そんなエレミアを見て、ルニーさんが釘を刺してきたからだ。
「ただ、エレミアさん。
私の言葉がここで止まったのは貴方にも非はないと思ったからですよ?
本当にこの仕事を主導したのは別の方なんでしょう?」
「……おっしゃる通りです」
「やはりそうでしたか。
なら、この詫びはいつかその人から直接聞くことにします。
でもエレミアさん、あなたという方には好感が持てます。
こんな場所まで向き合うためだけに来る愚直な方、そう多くはありませんから」
「そこは、見本がありましたので」
「ああ、なるほどですね」
「……そんな良い見本ではありませんが」
私を真ん中に置いて、二人が私をダシにしている。
見本にしたって良いことは何もないだろうに、エレミアに悪影響が行き過ぎな気がする。
「まあ、どちらにしろエレミアさんの意気込みはわかりました。
エルフの方からこう来てくださったのは嬉しいことです。
アユムさんのお陰かとは思いますが、関係改善のきっかけになればいいですね」
「そうあれば良いなとは、思います。
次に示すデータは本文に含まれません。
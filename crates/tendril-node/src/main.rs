//! Tendril Node - BFT validator node.

use clap::Parser;
use std::path::PathBuf;
use tendril_node::observability::{init_logging, LogFormat};
use tendril_node::{Node, NodeConfig};

/// Tendril Node - Tendermint-style BFT validator
#[derive(Parser, Debug)]
#[command(name = "tendril-node")]
#[command(author, version, about, long_about = None)]
struct Args {
    /// Path to configuration file
    #[arg(short, long, default_value = "tendril.yaml")]
    config: PathBuf,

    /// Log level (trace, debug, info, warn, error)
    #[arg(long, default_value = "info")]
    log_level: String,

    /// Emit logs as JSON
    #[arg(long)]
    json_logs: bool,
}

#[tokio::main]
async fn main() -> anyhow::Result<()> {
    let args = Args::parse();
    let format = if args.json_logs {
        LogFormat::Json
    } else {
        LogFormat::Pretty
    };
    init_logging(&args.log_level, format);

    tracing::info!(
        version = env!("CARGO_PKG_VERSION"),
        config = %args.config.display(),
        "starting tendril node"
    );

    let config = NodeConfig::load(Some(args.config.as_path()))?;
    let node = Node::build(config).await?;

    node.run(async {
        if let Err(e) = tokio::signal::ctrl_c().await {
            tracing::error!(error = %e, "failed to listen for ctrl-c");
        }
    })
    .await
}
切実に」
そして、他愛のない会話を少し交わしながら思う。
個人一人ひとりのこうした交流は、果たしてどこまで関係改善に繋がるのか。
本当にこれはきっかけ足り得るのか。
ただ、今の私たちに出来ることはこれくらいしかない。
一つ変わったことと言えば、今度は私だけではないということ。
あの村での時と状況は何も変わってないけど、変わったものは確かにあった。
すごくもどかしく思えども、信じて進むしか無いのだろう。
その過程すらも、結果と結果のつながりであるだろうから。
無意味ではないと、信じたい。
眼の前のことだけを見て、目に見える脅威はない生活。
理解のある人々。
それで気が緩んだのが、悪かったのだろうか。
初日に感じたその視線も、自分の行動がどう映るかも考慮せずに、そう思った。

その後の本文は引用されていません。